Python version: 3.8.10
Pandas version: 0.25.3


## Configure Ameritrade Information

Ameritrade credentials are stored in environment variables to keep from having unencrypted passwords stored on disk.

The module automatically masks the account numbers to protect the actual accounts. An Ameritrade user can have many investment accounts. We will be working with only one for this demonstration.

## Authentication Tokens

To get data from Ameritrade you will need to obtains a short time use token (there is a re-use token, but I have not coded it yet.) You only need to do this if you
are going to use an existing Ameritrade account to define an initial set of stocks to analyze.

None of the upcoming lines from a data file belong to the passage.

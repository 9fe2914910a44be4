//! Provider configuration.
//!
//! Handles loading the provider configuration from:
//! - Default values
//! - An optional TOML file
//! - `ARM_*` environment variables, used as defaults for fields the file
//!   leaves empty
//!
//! ```toml
//! subscription_id = "00000000-0000-0000-0000-000000000000"
//! client_id = "..."
//! client_secret = "..."
//! tenant_id = "..."
//!
//! [endpoints]
//! authority_url = "https://login.microsoftonline.com"
//! management_url = "https://management.azure.com"
//! timeout = "30s"
//!
//! [logging]
//! level = "debug"
//! format = "json"
//! ```

use serde::{Deserialize, Serialize};
use std::fmt;
use std::path::Path;
use std::time::Duration;
use url::Url;

use crate::credentials::{
    CredentialSet, ENV_ACCESS_KEY, ENV_CLIENT_ID, ENV_CLIENT_SECRET, ENV_SUBSCRIPTION_ID,
    ENV_TENANT_ID,
};
use crate::error::{Error, Result};
use crate::logging::LoggingConfig;

/// Azure AD authority for the public cloud.
pub const DEFAULT_AUTHORITY_URL: &str = "https://login.microsoftonline.com";

/// Azure Resource Manager endpoint for the public cloud.
pub const DEFAULT_MANAGEMENT_URL: &str = "https://management.azure.com";

/// Environment variable overriding the management endpoint.
pub const ENV_MANAGEMENT_URL: &str = "ARM_ENDPOINT";

/// Environment variable overriding the identity authority.
pub const ENV_AUTHORITY_URL: &str = "ARM_AUTHORITY_URL";

/// Main provider configuration.
#[derive(Clone, Default, Serialize, Deserialize, PartialEq, Eq)]
#[serde(default)]
pub struct ProviderConfig {
    /// Subscription ID (default: `ARM_SUBSCRIPTION_ID`)
    pub subscription_id: String,

    /// Service principal client ID (default: `ARM_CLIENT_ID`)
    pub client_id: String,

    /// Service principal secret (default: `ARM_CLIENT_SECRET`)
    #[serde(skip_serializing)]
    pub client_secret: String,

    /// Tenant ID (default: `ARM_TENANT_ID`)
    pub tenant_id: String,

    /// Optional storage access key (default: `ARM_ACCESS_KEY`, else empty)
    #[serde(skip_serializing)]
    pub access_key: String,

    /// Identity and management endpoints
    pub endpoints: EndpointConfig,

    /// Logging settings
    pub logging: LoggingConfig,
}

impl fmt::Debug for ProviderConfig {
    fn fmt(&self, f: &mut fmt::Formatter<'_>) -> fmt::Result {
        f.debug_struct("ProviderConfig")
            .field("subscription_id", &self.subscription_id)
            .field("client_id", &self.client_id)
            .field("client_secret", &"[REDACTED]")
            .field("tenant_id", &self.tenant_id)
            .field("access_key", &"[REDACTED]")
            .field("endpoints", &self.endpoints)
            .field("logging", &self.logging)
            .finish()
    }
}

/// Endpoints used for the credential exchange and management calls.
#[derive(Debug, Clone, Serialize, Deserialize, PartialEq, Eq)]
#[serde(default)]
pub struct EndpointConfig {
    /// Azure AD authority; the tenant ID is appended to it
    pub authority_url: String,

    /// Azure Resource Manager base URL
    pub management_url: String,

    /// Timeout applied to every HTTP request
    #[serde(with = "humantime_serde")]
    pub timeout: Duration,
}

impl Default for EndpointConfig {
    fn default() -> Self {
        Self {
            authority_url: DEFAULT_AUTHORITY_URL.to_string(),
            management_url: DEFAULT_MANAGEMENT_URL.to_string(),
            timeout: Duration::from_secs(30),
        }
    }
}

impl EndpointConfig {
    /// Endpoints for a custom cloud (or a local mock server).
    pub fn new(authority_url: impl Into<String>, management_url: impl Into<String>) -> Self {
        Self {
            authority_url: authority_url.into(),
            management_url: management_url.into(),
            ..Default::default()
        }
    }

    /// Set the request timeout.
    pub fn with_timeout(mut self, timeout: Duration) -> Self {
        self.timeout = timeout;
        self
    }

    /// Checks that both endpoints are absolute http(s) URLs.
    pub fn validate(&self) -> Result<()> {
        check_url("endpoints.authority_url", &self.authority_url)?;
        check_url("endpoints.management_url", &self.management_url)
    }
}

fn check_url(key: &str, value: &str) -> Result<()> {
    let url = Url::parse(value).map_err(|e| Error::invalid_config(key, e.to_string()))?;
    match url.scheme() {
        "http" | "https" => Ok(()),
        other => Err(Error::invalid_config(
            key,
            format!("unsupported URL scheme '{}'", other),
        )),
    }
}

impl ProviderConfig {
    /// Load configuration from an optional file, then fill empty fields from
    /// the process environment.
    pub fn load(config_path: Option<&Path>) -> Result<Self> {
        let mut config = match config_path {
            Some(path) => Self::from_file(path)?,
            None => Self::default(),
        };

        config.apply_env_defaults();
        config.endpoints.validate()?;

        Ok(config)
    }

    /// Load configuration from a TOML file without consulting the
    /// environment.
    pub fn from_file(path: impl AsRef<Path>) -> Result<Self> {
        let path = path.as_ref();
        let content = std::fs::read_to_string(path)
            .map_err(|e| Error::config_load(path, e.to_string()))?;
        Self::from_toml(&content).map_err(|e| Error::config_load(path, e.to_string()))
    }

    /// Parse configuration from a TOML string.
    pub fn from_toml(content: &str) -> Result<Self> {
        Ok(toml::from_str(content)?)
    }

    /// Fill empty fields from the process environment.
    pub fn apply_env_defaults(&mut self) {
        self.apply_env_defaults_from(|key| std::env::var(key).ok());
    }

    /// Fill empty fields using `lookup` as the environment.
    ///
    /// Explicitly configured values always win over the environment.
    pub fn apply_env_defaults_from<F>(&mut self, lookup: F)
    where
        F: Fn(&str) -> Option<String>,
    {
        let fill = |field: &mut String, key: &str| {
            if field.is_empty() {
                if let Some(value) = lookup(key) {
                    *field = value;
                }
            }
        };

        fill(&mut self.subscription_id, ENV_SUBSCRIPTION_ID);
        fill(&mut self.client_id, ENV_CLIENT_ID);
        fill(&mut self.client_secret, ENV_CLIENT_SECRET);
        fill(&mut self.tenant_id, ENV_TENANT_ID);
        fill(&mut self.access_key, ENV_ACCESS_KEY);

        if let Some(url) = lookup(ENV_MANAGEMENT_URL).filter(|v| !v.is_empty()) {
            self.endpoints.management_url = url;
        }
        if let Some(url) = lookup(ENV_AUTHORITY_URL).filter(|v| !v.is_empty()) {
            self.endpoints.authority_url = url;
        }
    }

    /// Build the immutable credential set from this configuration.
    pub fn credentials(&self) -> CredentialSet {
        CredentialSet::new(
            self.subscription_id.clone(),
            self.client_id.clone(),
            self.client_secret.clone(),
            self.tenant_id.clone(),
        )
        .with_access_key(self.access_key.clone())
    }
}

To obtain a token, you will need to have a Chrome driver located somewhere on your system. This will allow the module to use your credentials to obtain an authentication token.

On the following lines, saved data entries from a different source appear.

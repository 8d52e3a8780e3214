//! Blob URL creation for previewing encoded images.
//!
//! The editor shows the uploaded photo and the export result through
//! `<img src>` pointing at object URLs, so the browser decodes and
//! scales them natively.

use wasm_bindgen::JsValue;
use web_sys::BlobPropertyBag;

/// Errors that can occur during Blob URL creation.
#[derive(Debug, thiserror::Error)]
pub enum RasterError {
    /// A browser API call returned an error.
    #[error("browser API error: {0}")]
    JsError(String),
}

impl From<JsValue> for RasterError {
    fn from(value: JsValue) -> Self {
        Self::JsError(format!("{value:?}"))
    }
}

/// Guess the MIME type of an uploaded file from its name.
///
/// Unknown extensions map to `application/octet-stream`; browsers sniff
/// image content regardless.
#[must_use]
pub fn mime_for_filename(name: &str) -> &'static str {
    name.rsplit_once('.')
        .and_then(|(_, ext)| image::ImageFormat::from_extension(ext))
        .map_or("application/octet-stream", |format| format.to_mime_type())
}

/// Wrap encoded image bytes in a Blob URL for use as an `<img src>`.
///
/// The returned URL must be revoked via [`revoke_blob_url`] when no
/// longer needed to avoid memory leaks.
///
/// # Errors
///
/// Returns [`RasterError::JsError`] if Blob or URL creation fails.
pub fn bytes_to_blob_url(bytes: &[u8], mime_type: &str) -> Result<String, RasterError> {
    let parts = js_sys::Array::new();
    parts.push(&js_sys::Uint8Array::from(bytes));

    let opts = BlobPropertyBag::new();
    opts.set_type(mime_type);
    let blob = web_sys::Blob::new_with_u8_array_sequence_and_options(&parts, &opts)?;

    let url = web_sys::Url::create_object_url_with_blob(&blob)?;
    Ok(url)
}

/// Revoke a Blob URL previously created by [`bytes_to_blob_url`].
///
/// Best-effort: failures are silently ignored since the URL may have
/// already been revoked or garbage collected.
pub fn revoke_blob_url(url: &str) {
    let _ = web_sys::Url::revoke_object_url(url);
}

For security reasons, I sugges using environment variables to store your credential information. If you store them in property files, or just code them into your notebook, you risk sharing the information with others if you use GitHub or some other SCCS. This also makes it easier to have them availabe from project to project in your development environment

<span style="color:blue">Note: *Account numbers are masked for security purposes.*</span>

In [2]:
username = os.getenv('maiotradeuser')
password = os.getenv('maiotradepw')
client_id = os.getenv('maiotradeclientid')

# For Chromedriver
from pathlib import Path
chrome_executabel_path = str(Path.home()) + r'\Anaconda Projects\chromedriver\chromedriver'

# Make sure we have a data directory
Path('./data').mkdir(parents=True, exist_ok=True) 

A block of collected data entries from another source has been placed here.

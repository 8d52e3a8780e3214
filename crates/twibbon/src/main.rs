use dioxus::prelude::*;
use twibbon_core::{CompositorConfig, CompositorSession, UploadedImage};
use twibbon_io::{EditorView, ExportPanel, FileUpload, ZoomSlider, download, loader, raster};

fn main() {
    dioxus::launch(app);
}

/// Frame asset status.
#[derive(Debug, Clone, PartialEq)]
enum FrameStatus {
    Loading,
    Loaded,
    Failed(String),
}

/// Root application component.
///
/// Owns the compositor session in a signal and wires the upload,
/// editor, zoom slider, and export components to it.
#[allow(clippy::too_many_lines)]
fn app() -> Element {
    // --- Application state ---
    let mut session = use_signal(|| CompositorSession::new(CompositorConfig::default()));
    let mut frame_status = use_signal(|| FrameStatus::Loading);
    let mut photo_url = use_signal(|| Option::<String>::None);
    let mut upload_error = use_signal(|| Option::<String>::None);
    let mut exporting = use_signal(|| false);

    // --- Frame fetch, once at startup ---
    use_future(move || async move {
        let path = session.peek().config().frame_path.clone();
        match loader::load_frame(&path).await {
            Ok(frame) => {
                session.write().load_frame(frame);
                frame_status.set(FrameStatus::Loaded);
            }
            Err(e) => {
                tracing::error!(%path, "failed to load frame: {e}");
                frame_status.set(FrameStatus::Failed(e.to_string()));
            }
        }
    });

    // --- File upload handler ---
    let on_upload = move |(bytes, name): (Vec<u8>, String)| {
        let image = match UploadedImage::decode(name.as_str(), &bytes) {
            Ok(image) => image,
            Err(e) => {
                tracing::warn!(%name, "rejected upload: {e}");
                upload_error.set(Some(format!("Could not read {name}: {e}")));
                return;
            }
        };
        if let Err(e) = session.write().upload(image) {
            upload_error.set(Some(format!("Could not use {name}: {e}")));
            return;
        }
        upload_error.set(None);

        match raster::bytes_to_blob_url(&bytes, raster::mime_for_filename(&name)) {
            Ok(url) => {
                let previous = photo_url.peek().clone();
                photo_url.set(Some(url));
                if let Some(old) = previous {
                    raster::revoke_blob_url(&old);
                }
            }
            Err(e) => tracing::error!("could not create preview URL: {e}"),
        }
    };

    // --- Export handler ---
    let on_export = move |()| {
        if *exporting.peek() {
            return;
        }
        exporting.set(true);
        spawn(async move {
            // Yield so the busy label paints before the synchronous
            // raster work blocks the thread.
            gloo_timers::future::TimeoutFuture::new(0).await;

            let outcome = session.peek().export();
            match outcome {
                Ok(artifact) => {
                    if let Err(e) = download::save_export(&artifact) {
                        download::alert(&format!("Download failed: {e}"));
                    }
                }
                Err(e) => download::alert(&e.to_string()),
            }
            exporting.set(false);
        });
    };

    // --- Derived view state ---
    let state = session.read();
    let canvas = state.canvas_size();
    let placement = state.placement();
    let transform = state.transform();
    let bounds = state.bounds();
    let ready = state.is_ready();
    let has_image = state.has_image();
    let slider_step = state.config().slider_step;
    let frame_url = (frame_status() == FrameStatus::Loaded).then(|| state.config().frame_path.clone());
    drop(state);

    // --- Layout ---
    rsx! {
        style { dangerous_inner_html: include_str!("../assets/main.css") }

        div { class: "app",
            header { class: "app__header",
                h1 { "Twibbon" }
                p { class: "muted", "Upload a photo, position it inside the frame, then download." }
            }

            if let FrameStatus::Failed(ref err) = frame_status() {
                p { class: "banner banner--error",
                    "The frame could not be loaded ({err}). Reload the page to try again."
                }
            }

            main { class: "app__main",
                EditorView {
                    canvas,
                    frame_url,
                    frame_failed: matches!(frame_status(), FrameStatus::Failed(_)),
                    photo_url: photo_url(),
                    placement,
                    on_wheel: move |delta_y| session.write().wheel(delta_y),
                    on_touch_start: move |touches: Vec<twibbon_core::TouchPoint>| {
                        session.write().touch_start(&touches);
                    },
                    on_touch_move: move |touches: Vec<twibbon_core::TouchPoint>| {
                        session.write().touch_move(&touches);
                    },
                    on_touch_end: move |remaining| session.write().touch_end(remaining),
                    on_drag: move |(dx, dy)| {
                        if let Some(position) = session.write().drag(dx, dy) {
                            tracing::trace!(x = position.x, y = position.y, "position changed");
                        }
                    },
                }

                div { class: "app__controls",
                    FileUpload { on_upload, error: upload_error() }
                    ZoomSlider {
                        value: transform.scale,
                        bounds,
                        step: slider_step,
                        disabled: !has_image,
                        on_input: move |v| session.write().set_slider(v),
                    }
                    ExportPanel { ready, busy: exporting(), on_export }
                }
            }
        }
    }
}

# Which account are we interested in
masked_account_number = '#---9216'
account_portfolios_file_name = 'data/portfolio_data.csv'
portfolio_file_name = 'data/portfolio_' + masked_account_number[-4:] + '.csv'
price_histories_file_name = 'data/price_histories.csv'

## Stock Universe

Here we setup the univers. This needs some work. The long term goal is to use a pipeline process to help select stock that are in the top 500 or something similare.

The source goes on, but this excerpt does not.